Les raisons à de tels actes apparaissent variés : dans un pays surpeuplé (1 milliard d’habitants, l’Inde dépassera la Chine dans moins de 30 ans) où le gouvernement encourage les familles restreintes depuis 1960, avec encore une moyenne de 2,7 enfants/famille (contre 5 il y a vingt ans), la volonté d’avoir un garçon plutôt qu’une fille répond à plusieurs choses : la nécessité de poursuivre la lignée ("L’hindouisme condamne les parents à l’errance éternelle, car c’est le fils qui, traditionnellement, est chargé des rites funéraires à leur décès" 1), l’héritage de la terre ne revenant qu’aux garçons ; une force physique de travail supérieure ; l’économie d’avoir à payer une dot à la famille du futur gendre et, à l’inverse, la promesse d’en recevoir une ("Vous avez trois filles, vous êtes ruiné ; trois garçons, vous êtes sauvé !" 2). Notons que la tradition de la dot est illégale en Inde depuis 1961 mais continue à être largement pratiquée - les mariages arrangés demeurant la règle - et de facto au centre du problème dont il est traité ici. Sans oublier cette autre tradition qui veut que les parents, privés de toute retraite, soient pris en charge par leur fils aîné, la fille "passant" dans la famille de son époux dès son mariage (élever une fille revient à "arroser le jardin de son voisin" 3).

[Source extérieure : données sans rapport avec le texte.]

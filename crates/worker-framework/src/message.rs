//! # Action Envelopes
//!
//! Wire shape of the messages exchanged between callers and workers.
//!
//! An action travels over the [`Bus`](crate::Bus) as a plain message: the headers carry
//! the action name (`action`) and the delivery style (`style`), the body carries an
//! optional JSON payload. [`ActionEnvelope`] is the decoded, typed view of such a message.
//!
//! Addresses follow two conventions:
//!
//! - resources live at `<namespace>.resource.<kind>::<name>` ([`resource_address`])
//! - configuration changes are published at `<namespace>::cfg.events[<location>]`
//!   ([`config_event_address`])

use crate::error::BusError;
use serde::{Deserialize, Serialize};
use serde_json::Value;
use std::collections::BTreeMap;
use std::fmt;
use std::str::FromStr;
use tokio::sync::oneshot;

pub const HEADER_ACTION: &str = "action";
pub const HEADER_STYLE: &str = "style";

/// Message headers. Ordered so that logs are stable.
pub type Headers = BTreeMap<String, String>;

/// Channel used to complete a request.
pub type Reply = oneshot::Sender<Result<Value, BusError>>;

/// How the caller expects the outcome of an action to be delivered.
#[derive(Debug, Clone, Copy, PartialEq, Eq, Hash, Default, Serialize, Deserialize)]
#[serde(rename_all = "lowercase")]
pub enum RequestStyle {
    /// The caller waits for a reply or a failure.
    Request,
    /// Point-to-point, fire-and-forget.
    #[default]
    Send,
    /// Broadcast to every consumer, fire-and-forget.
    Publish,
}

impl RequestStyle {
    pub fn as_str(&self) -> &'static str {
        match self {
            RequestStyle::Request => "request",
            RequestStyle::Send => "send",
            RequestStyle::Publish => "publish",
        }
    }

    pub fn expects_reply(&self) -> bool {
        matches!(self, RequestStyle::Request)
    }
}

impl fmt::Display for RequestStyle {
    fn fmt(&self, f: &mut fmt::Formatter<'_>) -> fmt::Result {
        f.write_str(self.as_str())
    }
}

impl FromStr for RequestStyle {
    type Err = String;

    fn from_str(s: &str) -> Result<Self, Self::Err> {
        match s.trim().to_ascii_lowercase().as_str() {
            "request" => Ok(RequestStyle::Request),
            "send" => Ok(RequestStyle::Send),
            "publish" => Ok(RequestStyle::Publish),
            other => Err(format!("unknown request style: {other}")),
        }
    }
}

/// A decoded action message addressed to a worker.
#[derive(Debug, Clone, PartialEq)]
pub struct ActionEnvelope {
    pub target_address: String,
    pub action: String,
    pub style: RequestStyle,
    pub payload: Option<Value>,
}

impl ActionEnvelope {
    pub fn new(target_address: impl Into<String>, action: impl Into<String>) -> Self {
        Self {
            target_address: target_address.into(),
            action: action.into(),
            style: RequestStyle::default(),
            payload: None,
        }
    }

    pub fn with_style(mut self, style: RequestStyle) -> Self {
        self.style = style;
        self
    }

    /// Sets the payload. `Value::Null` is treated as "no payload".
    pub fn with_payload(mut self, payload: Value) -> Self {
        self.payload = normalize_payload(Some(payload));
        self
    }

    /// `<address>#<action>`, used in logs and error messages.
    pub fn signature(&self) -> String {
        format!("{}#{}", self.target_address, self.action)
    }

    pub fn headers(&self) -> Headers {
        let mut headers = Headers::new();
        headers.insert(HEADER_ACTION.to_string(), self.action.clone());
        headers.insert(HEADER_STYLE.to_string(), self.style.as_str().to_string());
        headers
    }

    /// Decodes an envelope from raw bus headers.
    ///
    /// A missing `action` header yields an empty action name, which never resolves and
    /// is reported as not found. A missing or unknown style falls back to `send`.
    pub fn from_headers(address: &str, headers: &Headers, body: Option<Value>) -> Self {
        let action = headers.get(HEADER_ACTION).cloned().unwrap_or_default();
        let style = headers
            .get(HEADER_STYLE)
            .and_then(|s| s.parse().ok())
            .unwrap_or_default();
        Self {
            target_address: address.to_string(),
            action,
            style,
            payload: normalize_payload(body),
        }
    }
}

fn normalize_payload(payload: Option<Value>) -> Option<Value> {
    payload.filter(|v| !v.is_null())
}

/// Splits `"<address>#<action>"` into its two halves.
pub fn parse_signature(signature: &str) -> Result<(&str, &str), BusError> {
    match signature.rsplit_once('#') {
        Some((address, action)) if !address.is_empty() && !action.is_empty() => {
            Ok((address, action))
        }
        _ => Err(BusError::InvalidSignature(signature.to_string())),
    }
}

pub fn resource_address(namespace: &str, kind: &str, name: &str) -> String {
    format!("{namespace}.resource.{kind}::{name}")
}

pub fn config_event_address(namespace: &str, location: &str) -> String {
    format!("{namespace}::cfg.events[{location}]")
}

pub fn config_cache_key(namespace: &str, location: &str) -> String {
    format!("{namespace}::cfg.cache[{location}]")
}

Autant de raisons différentes qui, on le voit, se ramène à un seul et même critère : l’argent. Autrement dit à un problème économique. Et donc, forcément, politique. Que le pays assure à tous ses citoyens un niveau de vie décent, que la pratique de la dot ne soit pas seulement interdite sur papier mais réellement combattue dans les faits et qu’un système social de retraite soit instauré pour tous. Que Mother India, pays émergent où une minorité brasse de colossales sommes d’argent amassées grâce à la croissance économique rendue possible par les sacrifices et la sueur de ses enfants les plus démunis s’occupe au plus près de ces derniers, et le problème de la suppression des filles à la naissance sera, à n’en pas douter, fortement réduit même si non éradiqué. Reste un fait paradoxal et troublant. C’est aujourd’hui dans les classes sociales moyennes, éduquées et aisées, que ces avortements sélectifs se pratiquent le plus, alors que la révélation aux parents du sexe de leur futur enfant est interdite depuis 1994, autre interdiction non respectée. Il est vrai que ce sont ces familles qui font le plus appel aux nouvelles technologies de détection... De même, on a remarqué que les femmes les plus autonomes ont le plus recours à ces avortements sélectifs. Notons aussi que les couples décidant de se priver d’une fille sont presque toujours ceux en possédant déjà une, voire deux. Lorsqu’un garçon l’a précédé dans le foyer, le nouveau-né de sexe féminin est accepté pratiquement sans réserves.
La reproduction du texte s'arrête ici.